TASK DIRECTIONS: Could you copy every line of the data that contains the word "order"?

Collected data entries
_ _ _

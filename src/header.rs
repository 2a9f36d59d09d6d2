//! On-storage record layouts. All integers little-endian, all structures
//! hand-packed; decoding never validates, the version gate does.

/// Volume tag written at the region start. ASCII, not null-terminated.
pub const VOLUME_TAG: [u8; 4] = *b"OSFS";
/// On-storage format version this build reads and writes.
pub const FORMAT_VERSION: u16 = 2;
/// Record name width. Shorter names are space-padded, longer ones truncated.
pub const NAME_LEN: usize = 11;
/// Encoded size of [`VolumeInfo`].
pub const VOLUME_INFO_LEN: usize = 6;
/// Encoded size of [`RecordHeader`].
pub const RECORD_HEADER_LEN: usize = 16;
/// Flags bit marking a record as deleted. Other bits are reserved.
pub const FLAG_DELETED: u8 = 1 << 7;

/// Volume info block at the first 6 bytes of the region.
#[derive(Debug, Clone, Copy, PartialEq, Eq)]
pub struct VolumeInfo {
    /// Format tag, [`VOLUME_TAG`] on a formatted region.
    pub tag: [u8; 4],

    /// Format version, [`FORMAT_VERSION`] on a region this build wrote.
    pub version: u16,
}

impl VolumeInfo {
    /// Volume info as written by `format` on this build.
    pub fn current() -> Self {
        VolumeInfo {
            tag: VOLUME_TAG,
            version: FORMAT_VERSION,
        }
    }

    pub fn to_bytes(&self) -> [u8; VOLUME_INFO_LEN] {
        let mut bytes = [0u8; VOLUME_INFO_LEN];
        bytes[0..4].copy_from_slice(&self.tag);
        bytes[4..6].copy_from_slice(&self.version.to_le_bytes());
        bytes
    }

    pub fn from_bytes(bytes: [u8; VOLUME_INFO_LEN]) -> Self {
        let mut tag = [0u8; 4];
        tag.copy_from_slice(&bytes[0..4]);
        VolumeInfo {
            tag,
            version: u16::from_le_bytes([bytes[4], bytes[5]]),
        }
    }
}

/// File record header. The payload follows it contiguously.
#[derive(Debug, Clone, Copy, PartialEq, Eq)]
pub struct RecordHeader {
    /// Space-padded name, not null-terminated. Compared byte-exact.
    pub name: [u8; NAME_LEN],

    /// Payload length in bytes.
    pub size: u16,

    /// Address of the next record header, 0 on the terminal record.
    pub next: u16,

    /// Flag bits, see [`FLAG_DELETED`].
    pub flags: u8,
}

impl RecordHeader {
    /// New live header for `name` with `size` payload bytes, chained to `next`.
    pub fn new(name: [u8; NAME_LEN], size: u16, next: u16) -> Self {
        RecordHeader {
            name,
            size,
            next,
            flags: 0,
        }
    }

    /// The blank zero-size terminal record `format` writes.
    pub fn blank() -> Self {
        RecordHeader::new([b' '; NAME_LEN], 0, 0)
    }

    pub fn is_deleted(&self) -> bool {
        self.flags & FLAG_DELETED != 0
    }

    /// Whether this is the blank record: zero size and an all-spaces name.
    /// Flags and chaining are not part of the comparison.
    pub fn is_blank(&self) -> bool {
        self.size == 0 && self.name == [b' '; NAME_LEN]
    }

    /// Set the deleted bit. Other flag bits are preserved.
    pub fn mark_deleted(&mut self) {
        self.flags |= FLAG_DELETED;
    }

    pub fn to_bytes(&self) -> [u8; RECORD_HEADER_LEN] {
        let mut bytes = [0u8; RECORD_HEADER_LEN];
        bytes[0..11].copy_from_slice(&self.name);
        bytes[11..13].copy_from_slice(&self.size.to_le_bytes());
        bytes[13..15].copy_from_slice(&self.next.to_le_bytes());
        bytes[15] = self.flags;
        bytes
    }

    pub fn from_bytes(bytes: [u8; RECORD_HEADER_LEN]) -> Self {
        let mut name = [0u8; NAME_LEN];
        name.copy_from_slice(&bytes[0..11]);
        RecordHeader {
            name,
            size: u16::from_le_bytes([bytes[11], bytes[12]]),
            next: u16::from_le_bytes([bytes[13], bytes[14]]),
            flags: bytes[15],
        }
    }
}

/// Pad `name` to the on-storage width: copy up to the first NUL byte or
/// [`NAME_LEN`] bytes, whichever comes first, and space-fill the rest.
/// Longer names are silently truncated.
pub fn pad_name(name: &str) -> [u8; NAME_LEN] {
    let mut padded = [b' '; NAME_LEN];
    for (slot, byte) in padded.iter_mut().zip(name.bytes()) {
        if byte == 0 {
            break;
        }
        *slot = byte;
    }
    padded
}
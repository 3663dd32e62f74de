//! Per-provider credential resolution from process environment.

use std::env;

use thiserror::Error;

use crate::catalog::Provider;

/// A non-local provider has no secret in its fixed environment variable.
#[derive(Debug, Clone, PartialEq, Eq, Error)]
#[error("missing credential for provider {provider}: {env_var} is not set")]
pub struct CredentialError {
    pub provider: String,
    pub env_var: String,
}

/// Resolves a provider's secret before any network attempt.
///
/// Self-hosted providers (no `auth_env`) resolve to `None` without error;
/// everything else must have a non-empty value in its environment variable.
#[derive(Debug, Clone, Default)]
pub struct CredentialResolver;

impl CredentialResolver {
    pub fn new() -> Self {
        Self
    }

    pub fn resolve(&self, provider: &Provider) -> Result<Option<String>, CredentialError> {
        let Some(env_var) = provider.auth_env.as_deref() else {
            return Ok(None);
        };
        match env::var(env_var) {
            Ok(value) if !value.trim().is_empty() => Ok(Some(value)),
            _ => Err(CredentialError {
                provider: provider.id.clone(),
                env_var: env_var.to_string(),
            }),
        }
    }
}
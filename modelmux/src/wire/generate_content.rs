//! Google-style generate-content wire format.
//!
//! Secret travels as a `key` query parameter; the endpoint template carries
//! a `{model}` placeholder; text at `candidates[0].content.parts[0].text`.

use serde::{Deserialize, Serialize};

use crate::error::CallError;
use crate::transport::HttpCall;
use crate::types::InvocationRequest;

#[derive(Serialize)]
struct GenerateRequest<'a> {
    contents: Vec<Content<'a>>,
}

#[derive(Serialize)]
struct Content<'a> {
    parts: Vec<Part<'a>>,
}

#[derive(Serialize)]
struct Part<'a> {
    text: &'a str,
}

#[derive(Deserialize)]
struct GenerateResponse {
    candidates: Vec<Candidate>,
}

#[derive(Deserialize)]
struct Candidate {
    content: CandidateContent,
}

#[derive(Deserialize)]
struct CandidateContent {
    parts: Vec<TextPart>,
}

#[derive(Deserialize)]
struct TextPart {
    text: Option<String>,
}

pub(super) fn build(
    endpoint: &str,
    model_id: &str,
    request: &InvocationRequest,
    secret: &str,
) -> Result<HttpCall, CallError> {
    let payload = GenerateRequest {
        contents: vec![Content {
            parts: vec![Part {
                text: &request.prompt,
            }],
        }],
    };
    let body = serde_json::to_value(&payload).map_err(|e| CallError::Parse(e.to_string()))?;
    let url = format!("{}?key={}", endpoint.replace("{model}", model_id), secret);
    Ok(HttpCall::post(url, body))
}

pub(super) fn parse(body: &str) -> Result<String, CallError> {
    let response: GenerateResponse = serde_json::from_str(body)
        .map_err(|e| CallError::Parse(format!("generate-content response: {e}")))?;
    response
        .candidates
        .into_iter()
        .next()
        .and_then(|c| c.content.parts.into_iter().next())
        .and_then(|p| p.text)
        .ok_or_else(|| {
            CallError::Parse(
                "generate-content response has no candidates[0].content.parts[0].text".into(),
            )
        })
}
//! Call execution: single invocations and concurrent fan-out.
//!
//! `invoke_one` is the fail-fast path: routing and credential problems are
//! raised before any network I/O, and only transport-level outcomes are
//! captured on the result. `invoke_many` launches one task per requested
//! model; every task owns its timeout and its failure, and nothing a task
//! does can cancel or block a sibling. The join is a plain barrier, so the
//! wall-clock bound is the largest per-task timeout, not their sum.

use std::sync::Arc;
use std::time::Duration;

use tokio::time::Instant;
use tracing::{debug, info, warn};

use crate::catalog::{Catalog, ModelSpec, Provider};
use crate::config::MuxConfig;
use crate::credentials::CredentialResolver;
use crate::error::{CallError, MuxError};
use crate::transport::HttpTransport;
use crate::types::{InvocationRequest, InvocationResult};
use crate::wire;

/// Parameters applied to every fan-out task.
#[derive(Debug, Clone)]
struct CallDefaults {
    temperature: f32,
    max_tokens: u32,
    timeout: Duration,
}

#[derive(Clone)]
pub struct Dispatcher {
    catalog: Arc<Catalog>,
    credentials: CredentialResolver,
    transport: Arc<dyn HttpTransport>,
    defaults: CallDefaults,
    fanout_size: usize,
}

impl Dispatcher {
    pub fn new(
        catalog: Arc<Catalog>,
        credentials: CredentialResolver,
        transport: Arc<dyn HttpTransport>,
        config: &MuxConfig,
    ) -> Self {
        Self {
            catalog,
            credentials,
            transport,
            defaults: CallDefaults {
                temperature: config.temperature,
                max_tokens: config.max_tokens,
                timeout: config.call_timeout,
            },
            fanout_size: config.fanout_size,
        }
    }

    /// Execute a single resolved request.
    ///
    /// Unknown model ids and missing credentials are `Err` before any
    /// network attempt; network, timeout, and parse failures come back as
    /// the result's error.
    pub async fn invoke_one(
        &self,
        request: &InvocationRequest,
    ) -> Result<InvocationResult, MuxError> {
        let model = self.catalog.model(&request.model_id)?.clone();
        let provider = self.catalog.provider(&model.provider_id)?.clone();
        let secret = self.credentials.resolve(&provider)?;
        Ok(self.call(&provider, &model, request, secret.as_deref()).await)
    }

    /// Fan a prompt out to several models and return their results in
    /// request order.
    ///
    /// An empty `model_ids` substitutes the top-scored default set. Unknown
    /// ids fail fast before anything is spawned. Inside the fan-out a
    /// missing credential is an isolated per-model failure, not an abort.
    pub async fn invoke_many(
        &self,
        prompt: &str,
        model_ids: &[String],
    ) -> Result<Vec<InvocationResult>, MuxError> {
        let ids: Vec<String> = if model_ids.is_empty() {
            self.catalog.top_models(self.fanout_size)
        } else {
            model_ids.to_vec()
        };

        let mut targets = Vec::with_capacity(ids.len());
        for id in &ids {
            let model = self.catalog.model(id)?.clone();
            let provider = self.catalog.provider(&model.provider_id)?.clone();
            targets.push((provider, model));
        }
        let scores: Vec<f32> = targets.iter().map(|(_, m)| m.quality_score).collect();

        info!(models = ids.len(), "dispatching fan-out");

        let handles: Vec<_> = targets
            .into_iter()
            .map(|(provider, model)| {
                let dispatcher = self.clone();
                let request = InvocationRequest {
                    prompt: prompt.to_string(),
                    model_id: model.id.clone(),
                    temperature: dispatcher.defaults.temperature,
                    max_tokens: dispatcher.defaults.max_tokens,
                    timeout: dispatcher.defaults.timeout,
                };
                tokio::spawn(async move {
                    let secret = match dispatcher.credentials.resolve(&provider) {
                        Ok(secret) => secret,
                        Err(err) => {
                            warn!(model = %model.id, error = %err, "fan-out entry skipped");
                            return InvocationResult::failure(
                                &model.id,
                                CallError::Credential(err.env_var),
                                model.quality_score,
                            );
                        }
                    };
                    dispatcher
                        .call(&provider, &model, &request, secret.as_deref())
                        .await
                })
            })
            .collect();

        // Join barrier: results come back in request order regardless of
        // completion order. A panicked task only loses its own entry.
        let joined = futures::future::join_all(handles).await;
        let mut results = Vec::with_capacity(ids.len());
        for ((id, score), outcome) in ids.iter().zip(scores).zip(joined) {
            results.push(match outcome {
                Ok(result) => result,
                Err(err) => InvocationResult::failure(
                    id.as_str(),
                    CallError::Network(format!("worker task aborted: {err}")),
                    score,
                ),
            });
        }
        Ok(results)
    }

    /// One provider call, bounded by the request's timeout. Never fails:
    /// every outcome lands on the returned result.
    async fn call(
        &self,
        provider: &Provider,
        model: &ModelSpec,
        request: &InvocationRequest,
        secret: Option<&str>,
    ) -> InvocationResult {
        let call = match wire::build_call(provider, &model.id, request, secret) {
            Ok(call) => call,
            Err(err) => return InvocationResult::failure(&model.id, err, model.quality_score),
        };

        let started = Instant::now();
        let outcome = match tokio::time::timeout(request.timeout, self.transport.execute(call)).await
        {
            Err(_) => Err(CallError::Timeout(request.timeout)),
            Ok(Err(err)) => Err(err),
            Ok(Ok(reply)) => wire::extract_text(provider.family, &reply),
        };

        match outcome {
            Ok(text) => {
                debug!(
                    model = %model.id,
                    provider = %provider.id,
                    latency_ms = started.elapsed().as_millis() as u64,
                    "call complete"
                );
                InvocationResult::success(&model.id, text, model.quality_score)
            }
            Err(err) => {
                warn!(model = %model.id, provider = %provider.id, error = %err, "call failed");
                InvocationResult::failure(&model.id, err, model.quality_score)
            }
        }
    }
}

_ _ _

WRITTEN REPLY:
    /// request order.
        // Join barrier: results come back in request order regardless of
        // completion order. A panicked task only loses its own entry.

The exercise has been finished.